Platelet-derived growth factor (PDGF) is the major growth factor in serum for cells of mesenchymal origin and induces many different activities, including bone resorption. Since the initial report that PDGF stimulated calcium release from bone organ cultures, it has been shown that PDGF is a dimeric protein consisting of two disulfide bonded polypeptides encoded by different genes. Three isoforms of the two gene products have been isolated. We compared the capacity of each isoform to stimulate calcium release from radiolabeled mouse calvariae. PDGF-AB from human platelets and recombinant PDGF'-BB isoforms significantly stimulated calcium release at 5 ng/ml, but not in lower doses.
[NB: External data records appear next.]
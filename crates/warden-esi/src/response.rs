//! Wire shapes of the ESI responses and their conversion into domain types.

use chrono::{DateTime, Utc};
use serde::Deserialize;

use warden_core::{AllianceId, Corporation, CorporationId, Party, War, WarId, WardenError, WardenResult};

#[derive(Debug, Deserialize)]
pub(crate) struct WarParty {
    pub alliance_id: Option<i32>,
    pub corporation_id: Option<i32>,
}

#[derive(Debug, Deserialize)]
pub(crate) struct WarResponse {
    pub id: i32,
    pub aggressor: WarParty,
    pub defender: WarParty,
    #[serde(default)]
    pub allies: Vec<WarParty>,
    pub declared: DateTime<Utc>,
    pub started: Option<DateTime<Utc>>,
    pub retracted: Option<DateTime<Utc>>,
    pub finished: Option<DateTime<Utc>>,
    #[serde(default)]
    pub mutual: bool,
    #[serde(default)]
    pub open_for_allies: bool,
}

#[derive(Debug, Deserialize)]
pub(crate) struct NamedResponse {
    pub name: String,
}

#[derive(Debug, Deserialize)]
pub(crate) struct CorporationResponse {
    pub name: String,
    pub alliance_id: Option<i32>,
    #[serde(default)]
    pub war_eligible: Option<bool>,
}

fn party(war_id: i32, role: &str, wire: WarParty) -> WardenResult<Party> {
    Party::from_ids(wire.alliance_id, wire.corporation_id).ok_or_else(|| {
        WardenError::malformed(format!("war {} has a {} without alliance or corporation", war_id, role))
    })
}

impl WarResponse {
    pub(crate) fn into_war(self) -> WardenResult<War> {
        let id = self.id;
        let allies = self
            .allies
            .into_iter()
            .map(|ally| party(id, "ally", ally))
            .collect::<WardenResult<Vec<_>>>()?;

        Ok(War {
            id: WarId(id),
            aggressor: party(id, "aggressor", self.aggressor)?,
            defender: party(id, "defender", self.defender)?,
            allies,
            declared: self.declared,
            started: self.started,
            retracted: self.retracted,
            finished: self.finished,
            mutual: self.mutual,
            open_for_allies: self.open_for_allies,
        })
    }
}

impl CorporationResponse {
    /// ESI omits `war_eligible` for corporations that cannot be at war.
    pub(crate) fn into_corporation(self, corporation_id: CorporationId) -> Corporation {
        Corporation {
            corporation_id,
            alliance_id: self.alliance_id.map(AllianceId),
            name: self.name,
            war_eligible: self.war_eligible.unwrap_or(false),
        }
    }
}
Recombinant PDGF-AA did not induce calcium release. Indomethacin blocked the stimulated bone resorption, suggesting a prostaglandin-mediated mechanism of action. PDGF-induced calcium release was compared to TGF-β1 in the organ culture system. Approximately a 10-fold greater concentration of PDGF-AB and PDGF-BB was required to achieve a similar degree of calcium release as found in TGF-β1 treated calvariae. Thus, TGF-β1, PDGF-AB, and PDGF-BB significantly stimulated calcium release from mouse calvariae. This response is specific in that PDGF-AA did not stimulate calcium release.